廃校のプールでCATV局が淡水魚養殖 ICTで水温など確認 愛媛

廃校となった愛媛県新居浜市の小学校のプールで、ICT=情報通信技術を活用して淡水魚を養殖する実証実験が行われています。

実証実験が行われているのは、4年前に廃校となった新居浜市の旧若宮小学校を改装して、市が去年設立した施設「ワクリエ新居浜」の25メートルプールです。

市から委託を受けた地元のケーブルテレビ局が、施設の有効活用の一環として淡水魚の養殖を始めました。
このプールでは、ICT=情報通信技術を活用して水温や水質を計測し、離れた場所からスマートフォンで確認できるシステムを導入しています。

去年11月から、コイ科の淡水魚「ホンモロコ」およそ2000匹を育て、ことしの春、繁殖に成功しました。

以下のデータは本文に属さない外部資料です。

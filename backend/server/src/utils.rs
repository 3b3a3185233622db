use chrono::NaiveDate;
use registry::SummaryFilter;
use serde::Deserialize;

use crate::error::AppError;

pub const DATE_FORMAT: &str = "%Y-%m-%d";

#[derive(Deserialize, Default)]
#[serde(rename_all = "camelCase")]
pub struct SummaryQuery {
    pub start_date: Option<String>,
    pub end_date: Option<String>,
    pub city: Option<String>,
}

impl SummaryQuery {
    pub fn into_filter(self) -> Result<SummaryFilter, AppError> {
        Ok(SummaryFilter {
            start_date: parse_date(self.start_date)?,
            end_date: parse_date(self.end_date)?,
            city: self.city.unwrap_or_default(),
        })
    }
}

/// Blank parameters count as absent.
fn parse_date(input: Option<String>) -> Result<Option<NaiveDate>, AppError> {
    match input.as_deref().map(str::trim) {
        None | Some("") => Ok(None),
        Some(date) => NaiveDate::parse_from_str(date, DATE_FORMAT)
            .map(Some)
            .map_err(|_| AppError::MalformedPayload),
    }
}

#[cfg(test)]
mod tests {
    use super::*;

    #[test]
    fn test_blank_dates_absent() {
        let filter = SummaryQuery {
            start_date: Some(String::new()),
            end_date: None,
            city: None,
        }
        .into_filter()
        .unwrap();

        assert_eq!(filter, SummaryFilter::default());
    }

    #[test]
    fn test_parses_dates() {
        let filter = SummaryQuery {
            start_date: Some("1990-01-01".to_string()),
            end_date: Some("1999-12-31".to_string()),
            city: Some("Haifa".to_string()),
        }
        .into_filter()
        .unwrap();

        assert_eq!(filter.start_date, NaiveDate::from_ymd_opt(1990, 1, 1));
        assert_eq!(filter.end_date, NaiveDate::from_ymd_opt(1999, 12, 31));
        assert_eq!(filter.city, "Haifa");
    }

    #[test]
    fn test_bad_date_rejected() {
        let result = SummaryQuery {
            start_date: Some("01/02/1990".to_string()),
            ..Default::default()
        }
        .into_filter();

        assert!(matches!(result, Err(AppError::MalformedPayload)));
    }
}
use axum::{
    Json,
    http::StatusCode,
    response::{IntoResponse, Response},
};
use registry::ValidationError;
use thiserror::Error;
use tracing::error;

#[derive(Error, Debug)]
pub enum AppError {
    #[error("Malformed payload")]
    MalformedPayload,

    #[error("{0}")]
    Validation(#[from] ValidationError),

    #[error("Storage error: {0}")]
    Storage(#[from] redis::RedisError),

    #[error("Corrupt record: {0}")]
    Serialization(#[from] serde_json::Error),

    #[error("Environment misconfigured: {0}")]
    Config(String),

    #[error("Io error: {0}")]
    Io(#[from] std::io::Error),
}

impl IntoResponse for AppError {
    fn into_response(self) -> Response {
        let status = match self {
            AppError::MalformedPayload | AppError::Validation(_) => StatusCode::BAD_REQUEST,
            AppError::Storage(_)
            | AppError::Serialization(_)
            | AppError::Config(_)
            | AppError::Io(_) => {
                error!("{self}");
                StatusCode::INTERNAL_SERVER_ERROR
            }
        };

        (status, Json(self.to_string())).into_response()
    }
}
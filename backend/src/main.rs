#[tokio::main]
async fn main() -> anyhow::Result<()> {
    server::start_server().await?;

    Ok(())
}
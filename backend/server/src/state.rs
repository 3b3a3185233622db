use std::sync::Arc;

use super::{
    config::Config,
    database::{MemoryStore, Store, init_redis},
    error::AppError,
};

pub struct AppState {
    pub config: Config,
    pub store: Store,
}

impl AppState {
    pub async fn new() -> Result<Arc<Self>, AppError> {
        let config = Config::load()?;

        let store = match &config.redis_url {
            Some(redis_url) => Store::Redis(init_redis(redis_url).await?),
            None => Store::Memory(MemoryStore::default()),
        };

        Ok(Self::with_store(config, store))
    }

    pub fn with_store(config: Config, store: Store) -> Arc<Self> {
        Arc::new(Self { config, store })
    }
}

システムを活用して水温の推移をリアルタイムに把握し、産卵の時期を正確に予測できたということです。

ホンモロコは、現在は別の水槽に移されていて、プールでは、今月から新たにナマズの養殖を始める予定です。

事業を行っているケーブルテレビ局は、今後は餌やりを自動で行ったり魚の様子を遠隔監視したりできるシステムを開発したいとしています。

養殖を担当している白石悠さんは「実験は今のところ順調に進んでいる。廃校は県内にもたくさんあるので、安くて手軽にプールを使った養殖をできるシステムを開発したい」と話しています。